Work required: Your result will be the set of lines with "usize", copied from the material below.

Supplied records:
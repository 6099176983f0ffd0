//! Submission error types.

use docflow_shared::AppError;
use thiserror::Error;

/// Failures reported by a submission collaborator.
#[derive(Debug, Clone, Error, PartialEq, Eq)]
pub enum SubmissionError {
    /// The gateway processed the request and refused it.
    #[error("submission declined: {0}")]
    Declined(String),

    /// The gateway could not be reached or did not answer.
    #[error("submission gateway unavailable: {0}")]
    Unavailable(String),
}

impl SubmissionError {
    /// Returns the error code for reporting.
    #[must_use]
    pub fn error_code(&self) -> &'static str {
        match self {
            Self::Declined(_) => "SUBMISSION_DECLINED",
            Self::Unavailable(_) => "SUBMISSION_UNAVAILABLE",
        }
    }

    /// Human-readable reason without the variant prefix.
    #[must_use]
    pub fn reason(&self) -> &str {
        match self {
            Self::Declined(reason) | Self::Unavailable(reason) => reason,
        }
    }
}

impl From<SubmissionError> for AppError {
    fn from(err: SubmissionError) -> Self {
        Self::ExternalService(err.to_string())
    }
}
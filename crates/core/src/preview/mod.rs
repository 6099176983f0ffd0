//! Attachment preview lifecycle.
//!
//! A selected file becomes an [`Attachment`]; if it is an image or a PDF the
//! [`FilePreviewManager`] also registers its bytes in a [`PreviewStore`] and
//! publishes the resulting [`PreviewHandle`], the equivalent of a browser
//! object URL.
//!
//! # Invariants
//!
//! - A manager holds at most one live handle. The old handle is released
//!   before a replacement is allocated.
//! - Every handle is released exactly once. [`PreviewHandle`] is not `Clone`,
//!   release consumes it, and `Drop` performs the release, so teardown of the
//!   manager (including unwinding) frees the resource as well.
//! - Unsupported media types are recorded without a preview; they are not an
//!   error.
//!
//! # Modules
//!
//! - `types` - MediaKind, SelectedFile, Attachment
//! - `store` - Registry of live preview resources
//! - `handle` - Owning preview handle
//! - `manager` - Attachment/preview state for one wizard

mod handle;
mod manager;
mod store;
mod types;

#[cfg(test)]
mod manager_props;

pub use handle::{PreviewHandle, PreviewView};
pub use manager::FilePreviewManager;
pub use store::PreviewStore;
pub use types::{Attachment, MediaKind, SelectedFile};
//! Finalize (payment/dispatch) collaborator seam.
//!
//! The wizard only knows that a submission eventually succeeds or fails.
//! Anything beyond that lives behind [`SubmissionCoordinator`].
//!
//! # Modules
//!
//! - `types` - SubmissionOutcome, SubmissionRecord, SubmissionReceipt
//! - `error` - Submission error types
//! - `coordinator` - Collaborator trait and the simulated gateway

mod coordinator;
mod error;
mod types;

pub use coordinator::{SimulatedGateway, SubmissionCoordinator};
pub use error::SubmissionError;
pub use types::{SubmissionOutcome, SubmissionReceipt, SubmissionRecord};
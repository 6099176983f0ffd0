//! Two-step order wizard.
//!
//! The user fills in the capture step (tier, parties, document), advances to
//! a review step that shows everything read-only, and confirms from there.
//!
//! # Modules
//!
//! - `types` - Steps, actions, the borrowed input view and unmet preconditions
//! - `error` - Wizard-specific error types
//! - `validation` - The advance gate
//! - `controller` - Step transitions and submission handling
//! - `session` - Owns all wizard state for one user

pub mod controller;
pub mod error;
pub mod session;
pub mod types;
pub mod validation;

#[cfg(test)]
mod controller_props;

pub use controller::WizardController;
pub use error::WizardError;
pub use session::{SessionSnapshot, WizardSession};
pub use types::{UnmetPrecondition, WizardAction, WizardInputs, WizardStep};
pub use validation::check_readiness;
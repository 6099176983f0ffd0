//! Delivery tier selection.

mod error;

use serde::Serialize;
use tracing::debug;

use crate::catalog::{Catalog, DeliveryTier};

pub use error::DeliveryError;

/// The tier currently chosen by the user, as an index into the catalog.
///
/// At most one tier is selected; `None` means nothing has been picked yet.
#[derive(Debug, Clone, Copy, Default, PartialEq, Eq, Serialize)]
#[serde(transparent)]
pub struct DeliverySelection {
    index: Option<usize>,
}

impl DeliverySelection {
    /// Creates an empty selection.
    #[must_use]
    pub fn new() -> Self {
        Self::default()
    }

    /// Selects the tier at `index`.
    ///
    /// Returns `true` if the selection changed, `false` when the same tier
    /// was already selected.
    ///
    /// # Errors
    ///
    /// Returns `DeliveryError::UnknownTier` if the catalog has no such tier;
    /// the current selection is kept.
    pub fn select(&mut self, index: usize, catalog: &Catalog) -> Result<bool, DeliveryError> {
        if catalog.tier(index).is_none() {
            return Err(DeliveryError::UnknownTier {
                index,
                available: catalog.tiers().len(),
            });
        }
        if self.index == Some(index) {
            return Ok(false);
        }
        debug!(from = ?self.index, to = index, "delivery tier selected");
        self.index = Some(index);
        Ok(true)
    }

    /// Returns the selected tier, if any.
    #[must_use]
    pub fn current<'a>(&self, catalog: &'a Catalog) -> Option<&'a DeliveryTier> {
        self.index.and_then(|i| catalog.tier(i))
    }

    /// Returns the selected index, if any.
    #[must_use]
    pub fn index(&self) -> Option<usize> {
        self.index
    }
}
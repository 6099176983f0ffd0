//! Sender and recipient records.
//!
//! A [`PartyRecord`] is replaced, never edited in place: every update returns
//! a new record with exactly one field changed.
//!
//! # Modules
//!
//! - `types` - PartyRecord, PartyField, PartyUpdate, PartyRole
//! - `error` - Party-specific error types

mod error;
mod types;

#[cfg(test)]
mod types_props;

pub use error::PartyError;
pub use types::{PartyField, PartyRecord, PartyRole, PartyUpdate};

Solution to the problem:
    index: Option<usize>,
    pub fn select(&mut self, index: usize, catalog: &Catalog) -> Result<bool, DeliveryError> {
    pub fn index(&self) -> Option<usize> {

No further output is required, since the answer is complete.